MANHATTAN (1979) - While making INTERIORS, Allen told D.P. Gordon Willis that he wanted to make a black & white widescreen movie in which New York City became a character like in the movies with which he grew up. And he wanted the music of George Gershwin to heighten the beauty of the city. Well, he pulled that off, and back with Marshall Brickman as a writing collaborator, he came up with a rather conventional "serious comedy", minus the fragmented style that made ANNIE HALL so exceptional. MANHATTAN was the first Allen film I didn't see in a theater. Having felt burned by INTERIORS, I didn't feel the need to see Allen's new film, but finally caught it on Pay-TV. Instead of seeming inspired by Ingmar Bergman, MANHATTAN reminds one of Jean-Luc Godard with couples continuing to talk to each other while walking off-camera in long takes. As usual, many felt that Allen's movie was autobiographical, even though he plays a father whose wife left him for another woman and wrote a book about their divorce.  As Ralph Rosenblum had retired as a film editor, his former assistant Susan E. Morse stepped in to become another long time Allen collaborator. Michael Murphy (from THE FRONT), Diane Keaton, Meryl Streep, Michael O'Donoghue (from Saturday Night Live), Wallace Shawn (in his film debut), Tisa Farrow, Bella Abzug and Anne Byrne were among the on-screen collaborators. Karen Allen and Frances Conroy also appear, but not so that you could recognize them.

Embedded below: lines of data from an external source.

//! Integration tests for full conversation rounds.
//!
//! These tests drive the orchestrator end-to-end with mock adapters:
//! 1. A message round issues a question and a recommendation
//! 2. The question budget forces finalization on the seventh message
//! 3. Template selection short-circuits into the modification flow
//! 4. Image uploads are explained before any accompanying text
//! 5. The finalized prompt feeds the image generation boundary

use std::sync::Arc;

use proptest::prelude::*;

use prompt_loom::adapters::ai::MockCompletionClient;
use prompt_loom::adapters::image::MockImageGenerator;
use prompt_loom::application::{Orchestrator, SessionEvent, UserEvent};
use prompt_loom::domain::conversation::{DialogueState, Role, SessionState, QUESTION_BUDGET};

fn orchestrator(
    client: MockCompletionClient,
) -> Orchestrator<MockCompletionClient, MockImageGenerator> {
    Orchestrator::new(
        Arc::new(client),
        Arc::new(MockImageGenerator::returning("https://img.test/out.png")),
    )
}

/// Queues one question and one recommendation response per round.
fn client_for_rounds(rounds: u8) -> MockCompletionClient {
    let mut client = MockCompletionClient::new();
    for i in 0..rounds {
        client = client
            .with_response(format!("Question {}?", i + 1))
            .with_response(format!("Suggestion {}.", i + 1));
    }
    client
}

#[tokio::test]
async fn full_round_finalizes_on_the_seventh_message() {
    let client = client_for_rounds(QUESTION_BUDGET)
        .with_response("A red castle at dusk, weathered stone, warm light. Shall I generate it?");
    let orchestrator = orchestrator(client);
    let mut session = SessionState::new();

    let events = orchestrator
        .handle_event(&mut session, UserEvent::Message("a red castle".to_string()))
        .await;
    assert_eq!(session.question_count(), 1);
    assert!(session.awaiting_follow_up());
    assert_eq!(session.dialogue_state(), DialogueState::AwaitingUserReply);
    assert_eq!(
        events[0],
        SessionEvent::AssistantTurnAdded("Question 1?".to_string())
    );

    for i in 1..QUESTION_BUDGET {
        orchestrator
            .handle_event(&mut session, UserEvent::Message(format!("answer {i}")))
            .await;
    }
    assert_eq!(session.question_count(), QUESTION_BUDGET);
    assert!(session.final_prompt().is_none());

    let events = orchestrator
        .handle_event(&mut session, UserEvent::Message("that's enough".to_string()))
        .await;

    assert_eq!(session.dialogue_state(), DialogueState::Finalized);
    assert_eq!(
        session.final_prompt(),
        Some("A red castle at dusk, weathered stone, warm light. Shall I generate it?")
    );
    // Still six questions; the seventh message never asks.
    assert_eq!(session.question_count(), QUESTION_BUDGET);
    assert!(events.iter().any(|e| matches!(e, SessionEvent::PromptFinalized(_))));

    // Each question round stored its recommendation against the question turn.
    assert_eq!(session.recommendations().len(), QUESTION_BUDGET as usize);
}

#[tokio::test]
async fn template_round_modifies_and_clears_the_template() {
    let client = client_for_rounds(1)
        .with_response("A mystical forest with glowing plants, under a night sky");
    let orchestrator = orchestrator(client);
    let mut session = SessionState::new();

    // Start a question thread, then abandon it for a template.
    orchestrator
        .handle_event(&mut session, UserEvent::Message("a forest".to_string()))
        .await;
    assert!(session.awaiting_follow_up());

    orchestrator
        .handle_event(
            &mut session,
            UserEvent::TemplateSelected("A mystical forest with glowing plants".to_string()),
        )
        .await;
    assert!(!session.awaiting_follow_up());
    assert_eq!(session.dialogue_state(), DialogueState::TemplateSelected);

    let events = orchestrator
        .handle_event(
            &mut session,
            UserEvent::Message("make it night-time".to_string()),
        )
        .await;

    assert_eq!(
        session.final_prompt(),
        Some("A mystical forest with glowing plants, under a night sky")
    );
    assert!(session.selected_template().is_none());
    assert_eq!(session.dialogue_state(), DialogueState::Finalized);
    // The abandoned question thread never resumed.
    assert_eq!(session.question_count(), 1);
    assert!(events.contains(&SessionEvent::PromptFinalized(
        "A mystical forest with glowing plants, under a night sky".to_string()
    )));
}

#[tokio::test]
async fn image_upload_with_text_explains_then_finalizes() {
    let client = MockCompletionClient::new()
        .with_response("A watercolor painting of a lighthouse on a rocky coast.")
        .with_response("A lighthouse on a rocky coast, watercolor style. Look right?");
    let orchestrator = orchestrator(client);
    let mut session = SessionState::new();

    orchestrator
        .handle_event(
            &mut session,
            UserEvent::ImageUploaded {
                bytes: vec![0x89, 0x50, 0x4e, 0x47, 0x0d, 0x0a],
                message: Some("something in this style".to_string()),
            },
        )
        .await;

    // Explanation always lands before the accompanying text.
    let turns = session.transcript().turns();
    assert_eq!(turns[0].role(), Role::Assistant);
    assert_eq!(turns[1].role(), Role::User);
    assert_eq!(turns[1].content(), "something in this style");

    assert_eq!(session.dialogue_state(), DialogueState::Finalized);
    // Uploads bypass the question budget entirely.
    assert_eq!(session.question_count(), 0);
}

#[tokio::test]
async fn finalized_prompt_feeds_image_generation() {
    let generator = Arc::new(MockImageGenerator::returning("https://img.test/castle.png"));
    let client = client_for_rounds(QUESTION_BUDGET)
        .with_response("A red castle at dusk. Shall I generate it?");
    let orchestrator = Orchestrator::new(Arc::new(client), generator.clone());
    let mut session = SessionState::new();

    for i in 0..=QUESTION_BUDGET {
        orchestrator
            .handle_event(&mut session, UserEvent::Message(format!("turn {i}")))
            .await;
    }
    assert!(session.final_prompt().is_some());

    let events = orchestrator
        .handle_event(&mut session, UserEvent::GenerateImageRequested)
        .await;

    assert_eq!(
        events,
        vec![SessionEvent::ImageReady("https://img.test/castle.png".to_string())]
    );
    assert_eq!(
        generator.prompts(),
        vec!["A red castle at dusk. Shall I generate it?"]
    );
}

#[tokio::test]
async fn transport_failure_mid_round_preserves_the_session() {
    let client = client_for_rounds(2).with_exhausted_failure();
    let orchestrator = orchestrator(client);
    let mut session = SessionState::new();

    orchestrator
        .handle_event(&mut session, UserEvent::Message("a red castle".to_string()))
        .await;
    orchestrator
        .handle_event(&mut session, UserEvent::Message("dark red".to_string()))
        .await;
    let before = session.clone();

    // Third round: the question call itself exhausts its retries.
    let events = orchestrator
        .handle_event(&mut session, UserEvent::Message("stone walls".to_string()))
        .await;

    assert!(matches!(events[0], SessionEvent::StepFailed(_)));
    assert_eq!(session, before);
}

proptest! {
    // Message-only conversations: the question count rises by exactly one
    // per message until the budget, then pins there while every further
    // message finalizes.
    #[test]
    fn question_count_never_exceeds_budget(message_count in 1usize..20) {
        let rt = tokio::runtime::Builder::new_current_thread()
            .enable_all()
            .build()
            .unwrap();

        rt.block_on(async {
            let mut client = MockCompletionClient::new();
            for i in 0..message_count {
                // Worst case every message needs two responses; extras go unused.
                client = client
                    .with_response(format!("Question or final {i}"))
                    .with_response(format!("Suggestion {i}"));
            }
            let orchestrator = orchestrator(client);
            let mut session = SessionState::new();

            for i in 1..=message_count {
                orchestrator
                    .handle_event(&mut session, UserEvent::Message(format!("msg {i}")))
                    .await;

                let capped = i.min(QUESTION_BUDGET as usize);
                prop_assert_eq!(session.question_count() as usize, capped);
                if i > QUESTION_BUDGET as usize {
                    prop_assert!(session.final_prompt().is_some());
                }
            }
            Ok(())
        })?;
    }
}
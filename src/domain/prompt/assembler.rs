//! Prompt assembler: pure request constructors, one per purpose.
//!
//! Every function here is side-effect-free and deterministic: the same
//! transcript and context always produce a structurally identical request.
//! Each produced request starts with a system message, which is the
//! well-formedness guarantee the completion client relies on.

use crate::domain::conversation::Transcript;
use crate::domain::prompt::image::EncodedImage;
use crate::ports::{ChatMessage, CompletionRequest, ContentPart, ImageUrl};

/// Visual aspects cycled through by successive clarifying questions.
pub const ASPECT_ROTATION: [&str; 6] =
    ["colors", "textures", "shapes", "lighting", "depth", "style"];

const QUESTION_SYSTEM_TEXT: &str =
    "You are a creative assistant who generates insightful follow-up questions \
     to refine an image concept.";

const RECOMMENDATION_SYSTEM_TEXT: &str =
    "You are a creative assistant who generates concise recommendations.";

const FINALIZE_SYSTEM_TEXT: &str =
    "You are an AI assistant that creates detailed, assumption-free image \
     prompts from conversations.";

const MODIFY_SYSTEM_TEXT: &str =
    "You are skilled at updating image descriptions, changing only what the \
     user asks for.";

const EXPLANATION_SYSTEM_TEXT: &str = "You are a helpful assistant that describes images.";

const QUESTION_TEMPERATURE: f32 = 0.8;
const QUESTION_MAX_TOKENS: u32 = 750;
const RECOMMENDATION_TEMPERATURE: f32 = 0.8;
const RECOMMENDATION_MAX_TOKENS: u32 = 150;
const FINALIZE_TEMPERATURE: f32 = 0.7;
const FINALIZE_MAX_TOKENS: u32 = 750;
const MODIFY_TEMPERATURE: f32 = 0.7;
const MODIFY_MAX_TOKENS: u32 = 150;
const EXPLANATION_TEMPERATURE: f32 = 0.7;
const EXPLANATION_MAX_TOKENS: u32 = 300;

/// Builds a request for exactly one follow-up question about a single
/// visual aspect, chosen from [`ASPECT_ROTATION`] by the question index.
/// The system text is constant across calls; only the rotated aspect and
/// the conversation context vary.
pub fn question_request(
    last_user_input: &str,
    transcript: &Transcript,
    question_index: u8,
) -> CompletionRequest {
    let aspect = ASPECT_ROTATION[question_index as usize % ASPECT_ROTATION.len()];
    let prompt = format!(
        "We are working with the initial concept:\n\"{last_user_input}\"\n\n\
         Conversation so far:\n{}\n\n\
         Ask exactly one follow-up question exploring the {aspect} of the \
         image. Ask about nothing else.",
        transcript.to_labelled_text(),
    );

    CompletionRequest::new(QUESTION_SYSTEM_TEXT, QUESTION_TEMPERATURE, QUESTION_MAX_TOKENS)
        .with_message(ChatMessage::user(prompt))
}

/// Builds a request for a short creative suggestion. Independent of the
/// question request: the two are issued as separate completions in the
/// same turn, never multiplexed into one response.
pub fn recommendation_request(last_user_input: &str, transcript: &Transcript) -> CompletionRequest {
    let prompt = format!(
        "We are working with the initial concept: \"{last_user_input}\". \
         Given the conversation so far:\n{}\n\
         Generate a short recommendation to inspire the user further.",
        transcript.to_labelled_text(),
    );

    CompletionRequest::new(
        RECOMMENDATION_SYSTEM_TEXT,
        RECOMMENDATION_TEMPERATURE,
        RECOMMENDATION_MAX_TOKENS,
    )
    .with_message(ChatMessage::user(prompt))
}

/// Builds a request that serializes the whole transcript, role-labelled,
/// into one instruction asking for a structured image description ending
/// with a confirmation question to the user.
pub fn finalize_request(transcript: &Transcript) -> CompletionRequest {
    let prompt = format!(
        "Based on the conversation below, create a concise and detailed image \
         description. Include only details the user stated; make no \
         assumptions. End with a short question asking the user to confirm \
         the description.\n\nConversation:\n{}\n\nFinal Image Description:",
        transcript.to_labelled_text(),
    );

    CompletionRequest::new(FINALIZE_SYSTEM_TEXT, FINALIZE_TEMPERATURE, FINALIZE_MAX_TOKENS)
        .with_message(ChatMessage::user(prompt))
}

/// Builds a request that applies a single user instruction to an existing
/// prompt, changing only what the instruction specifies.
pub fn modify_request(base_prompt: &str, instruction: &str) -> CompletionRequest {
    let prompt = format!(
        "Initial Description:\n{base_prompt}\n\n\
         User Instruction:\n{instruction}\n\n\
         Update the initial description by incorporating the user's \
         instruction. Change only what the instruction asks for."
    );

    CompletionRequest::new(MODIFY_SYSTEM_TEXT, MODIFY_TEMPERATURE, MODIFY_MAX_TOKENS)
        .with_message(ChatMessage::user(prompt))
}

/// Builds a multimodal request pairing a fixed instruction with an
/// uploaded image.
pub fn image_explanation_request(image: &EncodedImage) -> CompletionRequest {
    CompletionRequest::new(
        EXPLANATION_SYSTEM_TEXT,
        EXPLANATION_TEMPERATURE,
        EXPLANATION_MAX_TOKENS,
    )
    .with_message(ChatMessage::user_parts(vec![
        ContentPart::Text {
            text: "Describe the content of this image in one coherent paragraph. \
                   Do not use lists."
                .to_string(),
        },
        ContentPart::ImageUrl {
            image_url: ImageUrl {
                url: image.data_url().to_string(),
            },
        },
    ]))
}

#[cfg(test)]
mod tests {
    use super::*;
    use crate::domain::conversation::Turn;
    use crate::ports::{ChatRole, MessageContent};

    fn sample_transcript() -> Transcript {
        let mut transcript = Transcript::new();
        transcript.push(Turn::user("a red castle").unwrap());
        transcript.push(Turn::assistant("What colors should dominate?").unwrap());
        transcript.push(Turn::user("deep crimson and gold").unwrap());
        transcript
    }

    fn text_of(request: &CompletionRequest, index: usize) -> &str {
        match &request.messages[index].content {
            MessageContent::Text(text) => text,
            MessageContent::Parts(_) => panic!("expected text content"),
        }
    }

    mod well_formedness {
        use super::*;

        #[test]
        fn every_builder_produces_a_well_formed_request() {
            let transcript = sample_transcript();
            let image = EncodedImage::from_png_bytes(&[1, 2, 3]);

            for request in [
                question_request("a red castle", &transcript, 0),
                recommendation_request("a red castle", &transcript),
                finalize_request(&transcript),
                modify_request("a forest", "make it night-time"),
                image_explanation_request(&image),
            ] {
                assert!(request.is_well_formed());
                assert_eq!(request.messages[0].role, ChatRole::System);
            }
        }
    }

    mod question {
        use super::*;

        #[test]
        fn rotates_through_aspects_by_index() {
            let transcript = sample_transcript();
            let first = question_request("a red castle", &transcript, 0);
            let fourth = question_request("a red castle", &transcript, 3);
            let wrapped = question_request("a red castle", &transcript, 6);

            assert!(text_of(&first, 1).contains("colors"));
            assert!(text_of(&fourth, 1).contains("lighting"));
            // Index 6 wraps back to the first aspect.
            assert!(text_of(&wrapped, 1).contains("colors"));
        }

        #[test]
        fn system_text_is_constant_across_indices() {
            let transcript = sample_transcript();
            let a = question_request("x", &transcript, 0);
            let b = question_request("x", &transcript, 5);
            assert_eq!(a.messages[0], b.messages[0]);
        }

        #[test]
        fn includes_conversation_history() {
            let transcript = sample_transcript();
            let request = question_request("deep crimson and gold", &transcript, 1);
            assert!(text_of(&request, 1).contains("User: a red castle"));
            assert!(text_of(&request, 1).contains("deep crimson and gold"));
        }
    }

    mod recommendation {
        use super::*;

        #[test]
        fn is_independent_of_the_question_request() {
            let transcript = sample_transcript();
            let question = question_request("a red castle", &transcript, 0);
            let recommendation = recommendation_request("a red castle", &transcript);

            assert_ne!(question.messages[0], recommendation.messages[0]);
            assert_eq!(recommendation.max_tokens, 150);
        }
    }

    mod finalize {
        use super::*;

        #[test]
        fn is_deterministic_on_an_unchanged_transcript() {
            let transcript = sample_transcript();
            let first = finalize_request(&transcript);
            let second = finalize_request(&transcript);
            assert_eq!(first, second);
        }

        #[test]
        fn serializes_all_turns_role_labelled() {
            let transcript = sample_transcript();
            let request = finalize_request(&transcript);
            let text = text_of(&request, 1);
            assert!(text.contains("User: a red castle"));
            assert!(text.contains("Assistant: What colors should dominate?"));
            assert!(text.contains("User: deep crimson and gold"));
        }

        #[test]
        fn asks_for_confirmation() {
            let request = finalize_request(&sample_transcript());
            assert!(text_of(&request, 1).contains("confirm"));
        }
    }

    mod modify {
        use super::*;

        #[test]
        fn carries_base_prompt_and_instruction() {
            let request = modify_request("A mystical forest during twilight", "make it night-time");
            let text = text_of(&request, 1);
            assert!(text.contains("A mystical forest during twilight"));
            assert!(text.contains("make it night-time"));
        }
    }

    mod image_explanation {
        use super::*;

        #[test]
        fn pairs_instruction_with_image_part() {
            let image = EncodedImage::from_png_bytes(&[0xDE, 0xAD]);
            let request = image_explanation_request(&image);

            match &request.messages[1].content {
                MessageContent::Parts(parts) => {
                    assert_eq!(parts.len(), 2);
                    assert!(matches!(parts[0], ContentPart::Text { .. }));
                    match &parts[1] {
                        ContentPart::ImageUrl { image_url } => {
                            assert!(image_url.url.starts_with("data:image/png;base64,"));
                        }
                        other => panic!("expected image part, got {other:?}"),
                    }
                }
                other => panic!("expected parts content, got {other:?}"),
            }
        }

        #[test]
        fn instruction_forbids_lists() {
            let image = EncodedImage::from_png_bytes(&[1]);
            let request = image_explanation_request(&image);
            match &request.messages[1].content {
                MessageContent::Parts(parts) => match &parts[0] {
                    ContentPart::Text { text } => {
                        assert!(text.contains("one coherent paragraph"));
                        assert!(text.contains("Do not use lists"));
                    }
                    other => panic!("expected text part, got {other:?}"),
                },
                other => panic!("expected parts content, got {other:?}"),
            }
        }
    }
}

STARDUST MEMORIES (1980) - Having regained an audience with MANHATTAN, Woody Allen seemed to want to return to the idea of ANHEDONIA and once again attempt a stream-of-consciousness film. This time the film is in black and white and more closely modeled on director Federico Fellini's 8 1/2. When this first opened, many critics felt that the film was a slap in the face to Allen's fans and they were offended. Again many felt that the film was autobiographical. The bad reviews kept me from seeing it theatrically, but when I did see it I was completely captivated by the unnerving scenes with Charlotte Rampling. This was effective drama and, unlike INTERIORS, Allen wasn't adverse to spiking the drama with some humor. The apartment's blown up wallpaper of horrific news events again brought to mind Jean-Luc Godard as well as the extended closeups of Rampling, Marie-Christine Barrault and Jessica Harper, who returned from LOVE AND DEATH. Tony Roberts appears to be playing the same character he had in ANNIE HALL, though this time he's with Playboy Playmate Candy Loving. Joan Neuman, who played Allen's mother in ANNIE HALL, returns as pretty much the same character here. Sharon Stone made her film debut here, while Christina Engelhardt - who recently announced she had written a memoir about the affair she was having with Allen at this time - was an extra. Louise Lasser appeared without credit as Allen's secretary, while Laraine Newman also appeared without credit. John Doumanian, who was an agent for Allen's jazz band and had bits in ANNIE HALL and MANHATTAN, put in an appearance. While there was no mistaking Daniel Stern in his role, Cindy Gibb was credited as Young Girl Fan, but you can't make her out. Nor can you identify Brent Spiner, but film critic Judith Crist even had lines.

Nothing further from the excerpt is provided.